Turn it up a notch by placing your feet on a slightly elevated surface.
Chest Workouts at Home With Weights
With some simple equipment, you can add more variety to your workout to train the pectorals. Here are some examples.
8. Dumbbell Bench Press
- Primary muscle Groups: pectoralis chest muscles, triceps, deltoids
- Reps: 6–10 repetitions
- Sets: 2–3 sets
- Equipment: dumbbells, barbell, weight bench
The bench press builds chest strength and chest muscle really well because it isolates it effectively.
You can use a barbell or a pair of dumbbells to perform this. All you need to do is get a flat bench for yourself.
To perform:
- Sit on the bench
- Grab dumbbells and place them on your knees
- As you lower your body to lie down, bring the dumbbells to your shoulders
- Take a deep breath, and slowly begin to lower the weight down toward your chest.

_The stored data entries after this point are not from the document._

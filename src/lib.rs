//! Survey Coordinates
//!
//! Reads the GPS coordinates burned into site-survey photos with a cascade
//! of preprocessing and OCR attempts, corrects and validates them against a
//! city proximity box, and keeps the results in a CSV record table that
//! later passes retry without touching resolved rows.

pub mod error;
pub mod geo;
pub mod ocr;
pub mod paths;
pub mod survey;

- Exhale and press them upwards (back to the starting position)
- Lower the dumbbells back down towards your chest again.
- Lower or drop the dumbbells to the floor when you’ve completed the desired number of reps
Tips:
- Use a slower tempo as you lower the weights down towards your chest for better control.
- This also helps reduce your risk of injury. Your lower back should stay neutral the whole time.
9. Dumbbell Chest Fly
- Muscle Groups: outer and inner pecs, biceps
- Reps: 8–12 repetitions
- Sets: 3 sets
- Equipment: flat bench, dumbbells
This exercise puts more tension on the shoulder joint, and will thereby challenge your biceps more.
Unlike a chest press, this type of exercise is called chest abduction, a movement that plays a key role in moving your arm across your chest.
You will have to use light weights first to learn the proper form first.
Like pushups, you can target the lower chest or upper chest to build a muscular chest, depending on your workout that day.
To perform:
- Bring your dumbbells to your shoulders like in the dumbbell bench press.
- Push them above you in a straight line. This is the starting position.
- Rotate your palms so they are facing each other. Keep your wrists straight.
- Squeeze your abs and slowly lower the dumbbells outwards, keeping a slight bend in your elbows
- Tightening your abs, lift the dumbbells back to the starting position in a semicircle motion
10. Dumbbell Pullover
- Muscle Groups: lats, triceps, upper abs, pecs
- Reps: 8–12 repetitions
- Sets: 3–6 sets
- Equipment: flat bench, dumbbell (only one)
The dumbbell pullover is a fantastic exercise that targets the back and the chest at the same time, as well as your core.
To perform:
- Place your upper back only on the bench, your torso perpendicular to it, with the dumbbell resting in your hands on your chest.
- Grab the dumbbell so that it’s pointing down, with your inner palms supporting one end of the dumbbell.
- Lift the dumbbell up in a straight line, and make sure your torso is parallel with the ground, your feet firmly on the floor.
- Keeping your arms mostly straight, lower the dumbbell behind your head.
- Lift it back up to the starting position.
As with the dumbbell fly, this exercise involves a circular lifting motion, rather than an up and down one.
Because of this, it counts towards your core work too, because it requires a really strong core.
Other chest workouts with weights you can do at home:
- Incline Dumbbell Press
- Decline Dumbbell Chest Press
- Diamond Press
All of these strength exercises are great for muscle strength.
Final Take on Chest Workouts at Home
Chest workouts at home can be varied enough for both building muscle and strength training.
Don’t make excuses to not hit your upper body because you don’t have a gym at the moment.
Whether you’re in a hotel, at home, or in an office, you can do chest exercises without heavy weights.
There is so much variety, and variety means better results.